Explanatory Guide on Target 11 of the Strategic Plan for Biodiversity - A guide to Target 11 of the Strategic Plan for Biodiversity 2011-2020
Climate Change Resilience
Available Online
This guide focuses on Target 11 on protected areas of the Strategic Plan for Biodiversity. It is part of a series of guides which is meant to help Parties and other stakeholders take action in support of the Strategic Plan for Biodiversity during the United Nations Decade on Biodiversity. Establishment of comprehensive, ecologically representative, effectively managed and financially secured protected area networks is a critical strategy not only for biodiversity conservation, but for securing ecosystem goods and services, enabling climate change adaptation and mitigation, and helping countries achieve the Millennium Development Goals.
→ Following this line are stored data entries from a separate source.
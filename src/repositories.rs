pub mod deposits;
pub mod quests;
pub mod users;
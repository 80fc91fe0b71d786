pub mod accounts;
pub mod deposits;
pub mod history;
pub mod http;
pub mod quests;

#[derive(Debug, thiserror::Error)]
pub enum ServiceError {
    #[error("{0}")]
    InvalidInput(String),
    #[error("The minimum deposit is ${0}")]
    InvalidAmount(i64),
    #[error("A transaction hash of at least {0} characters is required")]
    InvalidReference(usize),
    #[error("Email or password is incorrect")]
    BadCredentials,
    #[error("Current password is incorrect")]
    WrongPassword,
    #[error("Incorrect access code")]
    BadAccessCode,
    #[error("Not authenticated")]
    Unauthenticated,
    #[error("This email is already in use")]
    EmailTaken,
    #[error("A minimum deposit of ${0} is required to complete quests")]
    DepositTooLow(i64),
    #[error("Quest not found")]
    QuestNotFound,
    #[error("Deposit not found")]
    DepositNotFound,
    #[error("Complete the previous quest first")]
    SequenceLocked,
    #[error("Invite at least 1 person to complete this quest")]
    ReferralRequired,
    #[error("Quest already completed today")]
    AlreadyCompleted,
    #[error("This deposit has already been processed")]
    AlreadyProcessed,
    #[error("Database error: {0}")]
    Database(#[from] sqlx::Error),
    #[error("Internal error: {0}")]
    Internal(String),
}

/// True when a sqlx error is a unique-key violation, used to turn duplicate
/// inserts (email, referral links) into their domain error.
pub(crate) fn is_unique_violation(err: &sqlx::Error) -> bool {
    err.as_database_error()
        .map(|db| db.is_unique_violation())
        .unwrap_or(false)
}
Recognizing these critical roles of protected areas, the Parties to the Convention on Biological Diversity (CBD) in February 2004 committed to a comprehensive and specific set of actions known as the Programme of Work on Protected Areas (PoWPA). By emphasizing the equitable sharing of costs and benefits, recognizing various governance types and by giving prominence to ecological representation, management effectiveness and multiple benefits, the PoWPA is the most comprehensive global plan of action for effective implementation of protected areas and is considered as a defining framework or “blueprint” for protected areas for the next decades. CBD Parties hailed PoWPA as the most implemented of CBD programmes and a successful initiative. Successive decisions of the CBD Conference of Parties (COP) from its seventh to tenth meetings established the policy environment fostering the implementation of the PoWPA.